§ Dataset entries
■ ■ ■ ■ ■ ■ ■

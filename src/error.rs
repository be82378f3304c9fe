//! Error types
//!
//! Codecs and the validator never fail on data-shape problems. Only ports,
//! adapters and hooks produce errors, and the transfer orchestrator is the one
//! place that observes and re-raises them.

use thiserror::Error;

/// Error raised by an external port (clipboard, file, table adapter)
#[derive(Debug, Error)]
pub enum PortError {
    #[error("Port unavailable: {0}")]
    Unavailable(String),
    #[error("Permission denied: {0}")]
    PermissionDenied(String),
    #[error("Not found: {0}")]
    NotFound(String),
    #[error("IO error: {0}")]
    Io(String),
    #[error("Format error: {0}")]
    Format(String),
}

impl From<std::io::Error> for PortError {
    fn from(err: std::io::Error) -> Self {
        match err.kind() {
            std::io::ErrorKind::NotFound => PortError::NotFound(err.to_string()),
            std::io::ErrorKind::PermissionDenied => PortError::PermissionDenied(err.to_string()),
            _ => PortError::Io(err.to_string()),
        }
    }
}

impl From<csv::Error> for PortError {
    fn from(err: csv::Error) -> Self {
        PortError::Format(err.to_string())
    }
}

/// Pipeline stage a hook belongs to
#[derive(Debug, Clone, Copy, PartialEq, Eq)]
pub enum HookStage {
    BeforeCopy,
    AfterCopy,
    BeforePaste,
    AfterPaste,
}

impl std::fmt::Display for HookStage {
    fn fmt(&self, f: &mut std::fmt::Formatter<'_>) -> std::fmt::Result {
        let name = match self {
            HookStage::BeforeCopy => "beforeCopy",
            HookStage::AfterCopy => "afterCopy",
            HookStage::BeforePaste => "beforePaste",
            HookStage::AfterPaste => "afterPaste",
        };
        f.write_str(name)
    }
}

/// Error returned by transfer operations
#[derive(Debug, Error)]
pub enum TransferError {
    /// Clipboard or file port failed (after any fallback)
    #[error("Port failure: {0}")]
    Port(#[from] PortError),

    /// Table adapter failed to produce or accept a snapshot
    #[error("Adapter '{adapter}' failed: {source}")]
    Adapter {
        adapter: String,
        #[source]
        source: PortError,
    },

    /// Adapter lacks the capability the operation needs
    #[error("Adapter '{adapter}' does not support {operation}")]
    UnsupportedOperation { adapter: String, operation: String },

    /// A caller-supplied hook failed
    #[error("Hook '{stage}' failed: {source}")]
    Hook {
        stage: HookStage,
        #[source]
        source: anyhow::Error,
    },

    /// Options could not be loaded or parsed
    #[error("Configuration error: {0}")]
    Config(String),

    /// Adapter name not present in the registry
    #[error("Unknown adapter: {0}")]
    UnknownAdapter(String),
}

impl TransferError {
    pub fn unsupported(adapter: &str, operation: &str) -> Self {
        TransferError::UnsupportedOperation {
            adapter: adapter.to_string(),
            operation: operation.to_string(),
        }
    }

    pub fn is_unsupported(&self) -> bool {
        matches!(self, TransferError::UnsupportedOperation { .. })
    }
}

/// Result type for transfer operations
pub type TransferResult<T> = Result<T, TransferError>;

■ ■ ■ ■ ■ ■ ■

§ HOW TO COMPLETE THIS TASK
Please transcribe the data exactly from its first line. End with the line that contains "file, table adapter)".

§ FINAL ANSWER
filename src/error.rs
repository be82378f3304c9fe
//! Error types
//!
//! Codecs and the validator never fail on data-shape problems. Only ports,
//! adapters and hooks produce errors, and the transfer orchestrator is the one
//! place that observes and re-raises them.

use thiserror::Error;

/// Error raised by an external port (clipboard, file, table adapter)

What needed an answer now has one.